I told mami and grandma later that day. They told me the usual; not to get in cars with strangers but to also not worry. I should worry once men stopped looking at me. That day I learned men’s pleasure was above my safety.

I stopped telling anybody about the street harassment I got when I walked to and from school.

Up until I was fifteen, the harassment was just verbal. Then it became physical. It was Halloween and I was out with a friend. We walked past some men and one of them grabbed my arm and asked “trick or treat”. Ever since, I never walk past a large group of men. I usually cross the street or wait until the group has dispersed.

I would tell my friends and the girls would commiserate with me, but also tell me I was being overly sensitive. There was nothing we could do, so we might as well endure it. The boys would tell me they wished they got cat called by girls. I wondered if they really meant that? Did they want to spend extra time on an outfit to determine whether or not that particular pant or shirt would get them more harassment than usual?
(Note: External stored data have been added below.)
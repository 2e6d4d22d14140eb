//! Text summaries of a timeline, one per shot.

use crate::{FilteringMode, Project, SegmentCategory, filter_segments};
use serde::{Deserialize, Serialize};

/// What a shot says, shows and subtitles, as plain text.
///
/// This is the context handed to story writers when they are asked to
/// continue a story.
#[derive(Debug, Clone, PartialEq, Eq, Hash, Default, Serialize, Deserialize)]
#[serde(default)]
pub struct LatentStory {
    /// Caption text
    pub comment: String,
    /// Image prompt
    pub image: String,
    /// Spoken line
    pub voice: String,
}

/// Summarize a project shot by shot.
///
/// Each camera segment is one shot; the first caption, storyboard and
/// dialogue segment starting inside it provide the comment, image and voice.
/// Missing tracks yield empty strings.
pub fn latent_story(project: &Project) -> Vec<LatentStory> {
    project
        .shots()
        .into_iter()
        .map(|shot| {
            let first_prompt = |category| {
                filter_segments(FilteringMode::Start, shot, &project.segments, Some(category))
                    .first()
                    .map(|s| s.prompt.clone())
                    .unwrap_or_default()
            };

            LatentStory {
                comment: first_prompt(SegmentCategory::Interface),
                image: first_prompt(SegmentCategory::Storyboard),
                voice: first_prompt(SegmentCategory::Dialogue),
            }
        })
        .collect()
}
//! Completion modes.

use serde::{Deserialize, Serialize};

/// How the result of a completion is returned.
///
/// - `Full`: the whole project, with new and updated segments in place
/// - `Partial`: only the new and updated segments, on an otherwise empty
///   project carrying the original metadata
#[derive(
    Debug,
    Clone,
    Copy,
    PartialEq,
    Eq,
    Hash,
    Default,
    Serialize,
    Deserialize,
    strum::Display,
    strum::EnumString,
    strum::EnumIter,
)]
#[serde(rename_all = "snake_case")]
#[strum(serialize_all = "snake_case", ascii_case_insensitive)]
pub enum CompletionMode {
    /// Return the entire project
    Full,
    /// Return only what changed
    #[default]
    Partial,
}
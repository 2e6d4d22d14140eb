use storyreel_core::{FilteringMode, Segment, SegmentCategory, filter_segments};

fn span(category: SegmentCategory, start: u64, end: u64) -> Segment {
    Segment::builder()
        .start_time_ms(start)
        .end_time_ms(end)
        .category(category)
        .build()
        .unwrap()
}

/// A shot at [1000, 2000) surrounded by segments crossing each boundary.
fn timeline() -> (Segment, Vec<Segment>) {
    let shot = span(SegmentCategory::Camera, 1000, 2000);
    let segments = vec![
        shot.clone(),
        span(SegmentCategory::Dialogue, 0, 1000),    // ends at shot start
        span(SegmentCategory::Dialogue, 500, 1500),  // crosses start
        span(SegmentCategory::Dialogue, 1000, 2000), // exact match
        span(SegmentCategory::Storyboard, 1200, 1800), // inside
        span(SegmentCategory::Dialogue, 1500, 2500), // crosses end
        span(SegmentCategory::Music, 0, 5000),       // spans everything
        span(SegmentCategory::Dialogue, 2000, 3000), // starts at shot end
    ];
    (shot, segments)
}

fn ranges(found: &[&Segment]) -> Vec<(u64, u64)> {
    found.iter().map(|s| (s.start_time_ms, s.end_time_ms)).collect()
}

#[test]
fn start_mode_selects_segments_starting_inside() {
    let (shot, segments) = timeline();
    let found = filter_segments(FilteringMode::Start, &shot, &segments, None);
    assert_eq!(
        ranges(&found),
        vec![(1000, 2000), (1000, 2000), (1200, 1800), (1500, 2500)]
    );
}

#[test]
fn end_mode_selects_segments_ending_inside() {
    let (shot, segments) = timeline();
    let found = filter_segments(FilteringMode::End, &shot, &segments, None);
    assert_eq!(
        ranges(&found),
        vec![(1000, 2000), (500, 1500), (1000, 2000), (1200, 1800)]
    );
}

#[test]
fn both_mode_selects_contained_segments() {
    let (shot, segments) = timeline();
    let found = filter_segments(FilteringMode::Both, &shot, &segments, None);
    assert_eq!(ranges(&found), vec![(1000, 2000), (1000, 2000), (1200, 1800)]);
}

#[test]
fn any_mode_selects_overlapping_segments() {
    let (shot, segments) = timeline();
    let found = filter_segments(FilteringMode::Any, &shot, &segments, None);
    assert_eq!(
        ranges(&found),
        vec![
            (1000, 2000),
            (500, 1500),
            (1000, 2000),
            (1200, 1800),
            (1500, 2500),
            (0, 5000)
        ]
    );
}

#[test]
fn category_narrows_selection() {
    let (shot, segments) = timeline();
    let found = filter_segments(
        FilteringMode::Any,
        &shot,
        &segments,
        Some(SegmentCategory::Storyboard),
    );
    assert_eq!(ranges(&found), vec![(1200, 1800)]);
}

#[test]
fn zero_length_shot_contains_its_own_storyboard() {
    let shot = span(SegmentCategory::Camera, 3000, 3000);
    let segments = vec![
        shot.clone(),
        span(SegmentCategory::Storyboard, 3000, 3000),
        span(SegmentCategory::Dialogue, 2000, 3000),
        span(SegmentCategory::Dialogue, 3000, 4000),
    ];
    let found = filter_segments(FilteringMode::Both, &shot, &segments, None);
    assert_eq!(ranges(&found), vec![(3000, 3000), (3000, 3000)]);
}
//! HTTP story writer.

use crate::{PromptsResponse, ServiceClient, StoryResponse};
use async_trait::async_trait;
use storyreel_core::{LatentStory, ServicesConfig};
use storyreel_error::StoryreelResult;
use storyreel_interface::{AudioPromptRequest, ExtendStoryRequest, StoryWriter};
use tracing::{debug, instrument};

/// Story writer backed by the story service.
///
/// Endpoints, relative to `services.story_url`:
/// - `POST /story/extend` -> `{ "shots": [{ "comment", "image", "voice" }] }`
/// - `POST /story/sounds` -> `{ "prompts": [..] }`
/// - `POST /story/music` -> `{ "prompts": [..] }`
#[derive(Debug, Clone)]
pub struct HttpStoryWriter {
    client: ServiceClient,
}

impl HttpStoryWriter {
    /// Create a writer for the configured story service.
    ///
    /// # Errors
    ///
    /// Returns an error if the HTTP client cannot be built.
    pub fn new(services: &ServicesConfig) -> StoryreelResult<Self> {
        Ok(Self::with_client(ServiceClient::new(
            services.story_url(),
            services,
        )?))
    }

    /// Create a writer around an existing client.
    pub fn with_client(client: ServiceClient) -> Self {
        Self { client }
    }

    /// The underlying service client.
    pub fn client(&self) -> &ServiceClient {
        &self.client
    }
}

#[async_trait]
impl StoryWriter for HttpStoryWriter {
    #[instrument(skip(self, req), fields(nb_shots = req.nb_shots(), turbo = req.turbo()))]
    async fn extend_story(&self, req: &ExtendStoryRequest) -> StoryreelResult<Vec<LatentStory>> {
        let response: StoryResponse = self.client.post("story/extend", req).await?;
        debug!(shots = response.shots().len(), "Story service answered");
        Ok(response.into_shots())
    }

    #[instrument(skip(self, req))]
    async fn sound_prompts(&self, req: &AudioPromptRequest) -> StoryreelResult<Vec<String>> {
        let response: PromptsResponse = self.client.post("story/sounds", req).await?;
        Ok(response.into_prompts())
    }

    #[instrument(skip(self, req))]
    async fn music_prompts(&self, req: &AudioPromptRequest) -> StoryreelResult<Vec<String>> {
        let response: PromptsResponse = self.client.post("story/music", req).await?;
        Ok(response.into_prompts())
    }

    fn provider_name(&self) -> &str {
        "http"
    }
}
//! Project file storage error types.

/// Kinds of storage errors.
#[derive(Debug, Clone, PartialEq, Eq, Hash, PartialOrd, Ord, derive_more::Display)]
pub enum StorageErrorKind {
    /// Failed to read a project file
    #[display("Failed to read file: {}", _0)]
    FileRead(String),
    /// Failed to write a project file
    #[display("Failed to write file: {}", _0)]
    FileWrite(String),
    /// Project file not found
    #[display("Project not found: {}", _0)]
    NotFound(String),
}

/// Storage error with location tracking.
///
/// # Examples
///
/// ```
/// use storyreel_error::{StorageError, StorageErrorKind};
///
/// let err = StorageError::new(StorageErrorKind::NotFound("story.json".to_string()));
/// assert!(format!("{}", err).contains("not found"));
/// ```
#[derive(Debug, Clone, derive_more::Display, derive_more::Error)]
#[display("Storage Error: {} at line {} in {}", kind, line, file)]
pub struct StorageError {
    /// The kind of error that occurred
    pub kind: StorageErrorKind,
    /// Line number where error was created
    pub line: u32,
    /// File where error was created
    pub file: &'static str,
}

impl StorageError {
    /// Create a new storage error with automatic location tracking.
    #[track_caller]
    pub fn new(kind: StorageErrorKind) -> Self {
        let location = std::panic::Location::caller();
        Self {
            kind,
            line: location.line(),
            file: location.file(),
        }
    }
}
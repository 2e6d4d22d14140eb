//! Core data types for the Storyreel library.
//!
//! A story is a [`Project`]: metadata, an entity list, and a flat list of
//! time-stamped [`Segment`]s spread over numbered tracks. Each segment has a
//! [`SegmentCategory`] (video, storyboard, dialogue, camera, ...), a prompt
//! describing what should be generated, and an asset slot filled in once a
//! generator has produced it.

#![forbid(unsafe_code)]
#![warn(missing_docs)]

mod category;
mod config;
mod entity;
mod filter;
mod mode;
mod project;
mod segment;
mod story;

pub use category::{AssetSourceType, OutputType, SegmentCategory, SegmentStatus, asset_source_type};
pub use config::{
    ServicesConfig, ServicesConfigBuilder, StoryConfig, StoryConfigBuilder, StoryboardConfig,
    StoryboardConfigBuilder, StoryreelConfig,
};
pub use entity::{Entity, EntityBuilder, EntityIndex};
pub use filter::{FilteringMode, filter_segments};
pub use mode::CompletionMode;
pub use project::{Project, ProjectMeta, ProjectMetaBuilder};
pub use segment::{Segment, SegmentBuilder, SegmentBuilderError};
pub use story::{LatentStory, latent_story};
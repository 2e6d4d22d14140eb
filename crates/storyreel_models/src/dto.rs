//! Wire types returned by the generation services.

use serde::{Deserialize, Serialize};
use storyreel_core::LatentStory;

/// Response of `POST /story/extend`.
#[derive(Debug, Clone, PartialEq, Eq, Default, Serialize, Deserialize, derive_getters::Getters)]
pub struct StoryResponse {
    /// The new shots, in story order
    #[serde(default)]
    shots: Vec<LatentStory>,
}

impl StoryResponse {
    /// Consume the response, returning its shots.
    pub fn into_shots(self) -> Vec<LatentStory> {
        self.shots
    }
}

/// Response of `POST /story/sounds` and `POST /story/music`.
#[derive(Debug, Clone, PartialEq, Eq, Default, Serialize, Deserialize, derive_getters::Getters)]
pub struct PromptsResponse {
    /// Suggested prompts, best first
    #[serde(default)]
    prompts: Vec<String>,
}

impl PromptsResponse {
    /// Consume the response, returning its prompts.
    pub fn into_prompts(self) -> Vec<String> {
        self.prompts
    }
}

/// Response of `POST /storyboard`.
#[derive(Debug, Clone, PartialEq, Eq, Default, Serialize, Deserialize, derive_getters::Getters)]
pub struct StoryboardResponse {
    /// Data URI, remote URL or path of the rendered image
    #[serde(default)]
    asset_url: String,
}

impl StoryboardResponse {
    /// Consume the response, returning the asset URL.
    pub fn into_asset_url(self) -> String {
        self.asset_url
    }
}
As a result of the daily street harassment, I started hating my body. The men who cat called me would comment on my thick thighs, my big butt and wide hips. Once, a man told me “tanta carne y yo sin arroz” (literally “so much meat and I don’t have rice”). That man literally said I was a piece of meat. That’s how I felt too.
People told me that I shouldn’t worry about street harassment since nothing would happen to me becuase I was “jailbait”.

I wanted to believe that was true. When I turned 17 the big joke was that now I couldn’t cry “jailbait” at cat callers. I was on the train once when I noticed this guy staring at me. He got off at the same stop I did. He walked alongside me. He was asking me where I lived, what I did, if I had a boyfriend. I figured I would lie about my age and he’d leave me alone. I told him I had just turned 16. He said it didn’t matter, that we could still be friends. I told him I was too young. He said, “with that body it doesn’t matter. You could kill with that body”. I held on tighter to my messenger bag. I needed to get on the bus and was afraid he’d follow me. I lied and said I was on my way to my boyfriend’s house. He eventually gave up and walked away. I stayed on the station platform for about 30 minutes just to make sure he wasn’t waiting for me.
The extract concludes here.